▶ [About this exercise] Your reply should be one number: how many lines of the material contain the word "InventoryRepository".
----
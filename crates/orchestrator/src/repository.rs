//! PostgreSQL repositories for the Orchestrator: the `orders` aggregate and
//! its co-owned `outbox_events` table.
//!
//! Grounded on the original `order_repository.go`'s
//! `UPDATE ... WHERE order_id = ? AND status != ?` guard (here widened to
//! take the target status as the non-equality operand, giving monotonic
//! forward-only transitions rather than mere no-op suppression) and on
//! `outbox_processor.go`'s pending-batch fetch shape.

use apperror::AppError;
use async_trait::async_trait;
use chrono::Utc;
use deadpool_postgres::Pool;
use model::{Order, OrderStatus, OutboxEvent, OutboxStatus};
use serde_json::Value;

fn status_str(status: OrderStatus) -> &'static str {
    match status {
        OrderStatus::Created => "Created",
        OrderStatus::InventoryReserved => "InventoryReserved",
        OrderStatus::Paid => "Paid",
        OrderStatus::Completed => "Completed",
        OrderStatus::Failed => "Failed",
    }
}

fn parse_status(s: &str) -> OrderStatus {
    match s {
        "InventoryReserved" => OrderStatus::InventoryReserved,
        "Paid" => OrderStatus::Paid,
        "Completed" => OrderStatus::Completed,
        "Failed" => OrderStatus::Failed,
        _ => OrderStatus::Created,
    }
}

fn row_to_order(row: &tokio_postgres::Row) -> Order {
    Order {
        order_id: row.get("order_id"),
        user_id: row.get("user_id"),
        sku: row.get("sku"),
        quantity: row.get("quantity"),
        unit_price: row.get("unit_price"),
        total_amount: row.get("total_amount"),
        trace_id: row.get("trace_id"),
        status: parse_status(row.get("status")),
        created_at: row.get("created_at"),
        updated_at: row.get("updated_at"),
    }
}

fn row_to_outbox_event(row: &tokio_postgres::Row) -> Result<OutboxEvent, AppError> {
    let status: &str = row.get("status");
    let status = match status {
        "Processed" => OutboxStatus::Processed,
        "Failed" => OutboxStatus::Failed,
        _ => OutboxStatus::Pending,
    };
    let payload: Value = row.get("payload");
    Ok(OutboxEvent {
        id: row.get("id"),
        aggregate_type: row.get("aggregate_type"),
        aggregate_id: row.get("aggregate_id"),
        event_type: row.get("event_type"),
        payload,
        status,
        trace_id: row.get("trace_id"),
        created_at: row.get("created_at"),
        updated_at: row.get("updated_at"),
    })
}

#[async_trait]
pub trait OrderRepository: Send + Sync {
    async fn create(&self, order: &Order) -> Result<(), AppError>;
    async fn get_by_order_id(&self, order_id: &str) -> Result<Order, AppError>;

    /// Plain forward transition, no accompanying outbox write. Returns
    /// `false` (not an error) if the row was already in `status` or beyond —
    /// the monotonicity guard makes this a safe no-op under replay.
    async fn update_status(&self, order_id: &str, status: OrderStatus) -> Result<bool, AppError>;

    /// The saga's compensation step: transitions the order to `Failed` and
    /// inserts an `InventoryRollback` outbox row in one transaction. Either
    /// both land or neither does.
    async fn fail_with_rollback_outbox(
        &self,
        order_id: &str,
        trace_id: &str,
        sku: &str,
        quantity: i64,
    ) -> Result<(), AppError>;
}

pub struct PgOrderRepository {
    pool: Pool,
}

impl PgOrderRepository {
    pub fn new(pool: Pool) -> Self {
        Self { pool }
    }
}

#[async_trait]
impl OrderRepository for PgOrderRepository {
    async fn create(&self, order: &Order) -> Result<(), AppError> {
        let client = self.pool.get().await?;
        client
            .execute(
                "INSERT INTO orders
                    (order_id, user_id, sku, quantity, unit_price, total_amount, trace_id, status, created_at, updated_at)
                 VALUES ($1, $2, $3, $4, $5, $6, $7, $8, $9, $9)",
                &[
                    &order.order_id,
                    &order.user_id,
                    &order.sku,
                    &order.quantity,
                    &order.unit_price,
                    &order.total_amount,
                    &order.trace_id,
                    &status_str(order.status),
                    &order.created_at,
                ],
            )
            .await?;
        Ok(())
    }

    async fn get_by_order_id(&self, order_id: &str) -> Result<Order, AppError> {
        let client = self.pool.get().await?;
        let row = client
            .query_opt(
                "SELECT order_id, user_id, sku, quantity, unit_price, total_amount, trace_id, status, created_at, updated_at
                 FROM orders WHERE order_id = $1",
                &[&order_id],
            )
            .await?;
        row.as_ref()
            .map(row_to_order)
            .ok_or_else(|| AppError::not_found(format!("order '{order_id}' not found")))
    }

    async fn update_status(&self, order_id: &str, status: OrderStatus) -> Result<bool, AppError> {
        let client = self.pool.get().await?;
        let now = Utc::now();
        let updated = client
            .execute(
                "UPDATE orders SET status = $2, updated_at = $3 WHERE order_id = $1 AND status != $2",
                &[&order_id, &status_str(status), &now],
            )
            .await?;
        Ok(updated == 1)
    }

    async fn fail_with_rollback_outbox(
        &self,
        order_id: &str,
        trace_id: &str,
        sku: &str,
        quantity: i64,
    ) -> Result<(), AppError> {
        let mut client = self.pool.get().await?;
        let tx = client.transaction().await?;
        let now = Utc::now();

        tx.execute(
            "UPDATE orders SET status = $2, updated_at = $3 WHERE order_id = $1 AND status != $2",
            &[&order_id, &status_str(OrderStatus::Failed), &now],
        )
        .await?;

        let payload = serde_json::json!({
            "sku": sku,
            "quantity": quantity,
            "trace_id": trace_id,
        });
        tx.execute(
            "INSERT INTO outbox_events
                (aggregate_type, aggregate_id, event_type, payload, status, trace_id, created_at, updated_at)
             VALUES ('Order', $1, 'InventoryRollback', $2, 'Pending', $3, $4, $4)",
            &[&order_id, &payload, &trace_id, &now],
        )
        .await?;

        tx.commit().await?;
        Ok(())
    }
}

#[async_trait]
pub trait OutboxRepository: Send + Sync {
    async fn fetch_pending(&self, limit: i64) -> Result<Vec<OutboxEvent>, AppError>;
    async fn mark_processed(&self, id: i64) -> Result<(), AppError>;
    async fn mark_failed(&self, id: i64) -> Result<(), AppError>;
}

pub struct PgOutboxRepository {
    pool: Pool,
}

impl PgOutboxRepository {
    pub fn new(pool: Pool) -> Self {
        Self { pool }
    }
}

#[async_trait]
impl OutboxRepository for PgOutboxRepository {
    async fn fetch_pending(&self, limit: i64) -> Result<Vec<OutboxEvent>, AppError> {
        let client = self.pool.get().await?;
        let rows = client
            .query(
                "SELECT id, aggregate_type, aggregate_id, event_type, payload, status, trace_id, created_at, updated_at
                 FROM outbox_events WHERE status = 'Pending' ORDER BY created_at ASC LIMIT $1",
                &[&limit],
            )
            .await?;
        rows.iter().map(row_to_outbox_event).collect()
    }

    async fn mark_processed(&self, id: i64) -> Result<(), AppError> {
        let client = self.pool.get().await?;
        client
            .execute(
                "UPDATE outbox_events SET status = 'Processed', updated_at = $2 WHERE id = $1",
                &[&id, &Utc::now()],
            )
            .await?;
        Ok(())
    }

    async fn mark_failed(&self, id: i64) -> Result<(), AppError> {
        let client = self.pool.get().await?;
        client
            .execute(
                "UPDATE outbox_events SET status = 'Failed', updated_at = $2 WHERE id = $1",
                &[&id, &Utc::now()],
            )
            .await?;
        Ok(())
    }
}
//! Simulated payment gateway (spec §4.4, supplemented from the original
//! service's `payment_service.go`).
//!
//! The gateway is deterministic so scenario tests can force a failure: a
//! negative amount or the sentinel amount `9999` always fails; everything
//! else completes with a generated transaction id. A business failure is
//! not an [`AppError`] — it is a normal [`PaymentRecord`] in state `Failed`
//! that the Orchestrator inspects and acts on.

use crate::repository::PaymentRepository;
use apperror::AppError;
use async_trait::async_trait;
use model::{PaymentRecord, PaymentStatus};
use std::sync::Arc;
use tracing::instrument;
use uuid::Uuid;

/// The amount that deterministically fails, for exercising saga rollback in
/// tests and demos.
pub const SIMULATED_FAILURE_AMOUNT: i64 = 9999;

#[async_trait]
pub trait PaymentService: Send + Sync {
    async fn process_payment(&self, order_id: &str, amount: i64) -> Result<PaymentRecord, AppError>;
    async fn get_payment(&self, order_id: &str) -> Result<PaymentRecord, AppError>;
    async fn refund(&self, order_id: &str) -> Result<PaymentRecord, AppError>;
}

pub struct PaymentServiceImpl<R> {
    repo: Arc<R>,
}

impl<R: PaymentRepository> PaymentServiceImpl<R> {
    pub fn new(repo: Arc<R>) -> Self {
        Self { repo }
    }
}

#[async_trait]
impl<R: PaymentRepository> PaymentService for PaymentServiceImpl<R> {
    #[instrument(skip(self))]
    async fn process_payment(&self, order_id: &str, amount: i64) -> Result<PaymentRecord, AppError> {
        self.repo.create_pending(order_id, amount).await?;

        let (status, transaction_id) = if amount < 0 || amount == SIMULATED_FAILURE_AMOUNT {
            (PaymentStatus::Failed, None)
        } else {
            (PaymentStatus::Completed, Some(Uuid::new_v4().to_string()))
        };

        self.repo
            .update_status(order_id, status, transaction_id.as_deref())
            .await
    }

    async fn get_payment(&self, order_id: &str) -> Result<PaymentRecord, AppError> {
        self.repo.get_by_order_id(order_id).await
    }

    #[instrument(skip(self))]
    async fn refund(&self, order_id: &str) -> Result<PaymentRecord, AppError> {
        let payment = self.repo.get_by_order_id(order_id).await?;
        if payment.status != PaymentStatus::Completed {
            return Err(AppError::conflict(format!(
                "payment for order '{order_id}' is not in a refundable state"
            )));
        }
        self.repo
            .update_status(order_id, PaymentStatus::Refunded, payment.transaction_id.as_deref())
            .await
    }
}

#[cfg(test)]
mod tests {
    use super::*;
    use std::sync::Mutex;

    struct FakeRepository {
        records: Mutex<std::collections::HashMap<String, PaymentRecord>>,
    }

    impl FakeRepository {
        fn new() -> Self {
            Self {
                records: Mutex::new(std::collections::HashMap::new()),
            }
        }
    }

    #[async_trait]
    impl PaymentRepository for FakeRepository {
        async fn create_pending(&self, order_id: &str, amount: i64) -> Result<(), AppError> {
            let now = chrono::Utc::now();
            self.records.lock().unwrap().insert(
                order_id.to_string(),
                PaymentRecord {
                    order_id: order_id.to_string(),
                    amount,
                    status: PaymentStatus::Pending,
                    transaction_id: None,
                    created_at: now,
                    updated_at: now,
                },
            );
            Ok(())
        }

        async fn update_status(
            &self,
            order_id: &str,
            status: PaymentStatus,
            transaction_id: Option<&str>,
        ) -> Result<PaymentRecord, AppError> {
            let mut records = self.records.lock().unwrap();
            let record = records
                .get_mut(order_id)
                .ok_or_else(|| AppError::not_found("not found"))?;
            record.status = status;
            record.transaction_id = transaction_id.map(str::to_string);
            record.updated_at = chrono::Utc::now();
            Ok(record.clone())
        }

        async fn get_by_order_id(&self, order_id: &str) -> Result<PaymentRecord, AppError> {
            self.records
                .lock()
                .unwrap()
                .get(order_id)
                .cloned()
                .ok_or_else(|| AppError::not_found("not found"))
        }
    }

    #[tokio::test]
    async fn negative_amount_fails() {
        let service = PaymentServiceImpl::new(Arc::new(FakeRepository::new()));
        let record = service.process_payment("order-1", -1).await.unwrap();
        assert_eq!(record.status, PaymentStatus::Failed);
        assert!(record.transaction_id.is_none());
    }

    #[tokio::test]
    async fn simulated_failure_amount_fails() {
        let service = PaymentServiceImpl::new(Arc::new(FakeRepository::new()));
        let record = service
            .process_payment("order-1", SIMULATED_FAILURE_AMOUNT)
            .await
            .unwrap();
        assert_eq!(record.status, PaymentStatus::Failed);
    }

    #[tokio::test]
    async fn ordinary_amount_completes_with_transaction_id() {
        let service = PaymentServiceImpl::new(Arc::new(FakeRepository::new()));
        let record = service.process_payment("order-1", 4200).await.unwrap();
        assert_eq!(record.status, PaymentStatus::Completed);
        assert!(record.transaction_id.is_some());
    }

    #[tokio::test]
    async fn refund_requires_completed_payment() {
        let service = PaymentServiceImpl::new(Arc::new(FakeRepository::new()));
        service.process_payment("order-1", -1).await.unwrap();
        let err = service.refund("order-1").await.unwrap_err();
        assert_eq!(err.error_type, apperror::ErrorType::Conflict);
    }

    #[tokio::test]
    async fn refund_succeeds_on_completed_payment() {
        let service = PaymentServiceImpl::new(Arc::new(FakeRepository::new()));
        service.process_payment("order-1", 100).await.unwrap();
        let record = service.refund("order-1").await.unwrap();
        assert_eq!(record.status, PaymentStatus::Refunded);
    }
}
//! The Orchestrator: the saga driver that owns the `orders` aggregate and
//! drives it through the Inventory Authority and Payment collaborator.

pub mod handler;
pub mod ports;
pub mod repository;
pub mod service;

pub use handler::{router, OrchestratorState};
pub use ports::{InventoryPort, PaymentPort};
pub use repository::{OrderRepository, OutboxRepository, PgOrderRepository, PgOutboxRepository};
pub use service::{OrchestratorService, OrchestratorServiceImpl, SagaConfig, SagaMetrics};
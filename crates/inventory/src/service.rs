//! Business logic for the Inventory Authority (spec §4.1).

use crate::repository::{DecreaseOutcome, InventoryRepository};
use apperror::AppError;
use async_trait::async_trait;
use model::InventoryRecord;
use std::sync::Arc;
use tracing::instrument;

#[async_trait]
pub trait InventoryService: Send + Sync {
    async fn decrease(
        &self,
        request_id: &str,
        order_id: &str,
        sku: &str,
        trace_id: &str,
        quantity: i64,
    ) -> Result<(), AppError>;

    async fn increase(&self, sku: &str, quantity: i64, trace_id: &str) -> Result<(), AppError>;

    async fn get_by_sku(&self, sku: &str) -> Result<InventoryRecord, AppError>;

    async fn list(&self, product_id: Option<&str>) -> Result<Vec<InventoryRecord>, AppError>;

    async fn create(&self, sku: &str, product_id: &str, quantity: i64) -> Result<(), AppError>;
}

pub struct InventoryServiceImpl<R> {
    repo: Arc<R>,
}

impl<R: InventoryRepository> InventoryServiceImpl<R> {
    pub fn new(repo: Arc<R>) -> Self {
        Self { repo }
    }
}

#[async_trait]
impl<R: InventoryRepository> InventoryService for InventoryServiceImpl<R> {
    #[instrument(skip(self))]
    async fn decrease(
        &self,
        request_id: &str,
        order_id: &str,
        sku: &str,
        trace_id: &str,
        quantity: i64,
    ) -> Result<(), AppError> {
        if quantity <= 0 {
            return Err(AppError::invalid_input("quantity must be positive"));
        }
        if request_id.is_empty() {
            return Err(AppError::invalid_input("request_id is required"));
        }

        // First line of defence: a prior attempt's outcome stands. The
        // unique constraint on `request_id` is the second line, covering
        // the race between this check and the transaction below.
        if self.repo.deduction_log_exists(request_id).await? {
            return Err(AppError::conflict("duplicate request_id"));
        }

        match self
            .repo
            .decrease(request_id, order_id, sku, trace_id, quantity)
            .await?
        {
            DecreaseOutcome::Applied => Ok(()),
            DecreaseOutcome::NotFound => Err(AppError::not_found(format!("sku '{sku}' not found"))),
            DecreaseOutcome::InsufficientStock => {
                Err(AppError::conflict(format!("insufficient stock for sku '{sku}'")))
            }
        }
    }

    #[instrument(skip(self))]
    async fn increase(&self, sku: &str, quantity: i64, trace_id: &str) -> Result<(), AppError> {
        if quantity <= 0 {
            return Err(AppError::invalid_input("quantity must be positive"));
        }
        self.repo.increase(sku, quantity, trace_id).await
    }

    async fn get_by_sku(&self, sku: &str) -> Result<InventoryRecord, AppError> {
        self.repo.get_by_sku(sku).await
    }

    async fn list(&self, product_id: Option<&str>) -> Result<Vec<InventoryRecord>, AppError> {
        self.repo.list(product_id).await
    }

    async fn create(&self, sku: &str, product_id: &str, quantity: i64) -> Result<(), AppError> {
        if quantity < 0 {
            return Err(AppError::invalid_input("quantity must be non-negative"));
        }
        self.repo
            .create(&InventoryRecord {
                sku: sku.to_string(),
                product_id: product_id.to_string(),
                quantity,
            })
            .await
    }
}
----
▶ [Completed exercise] 3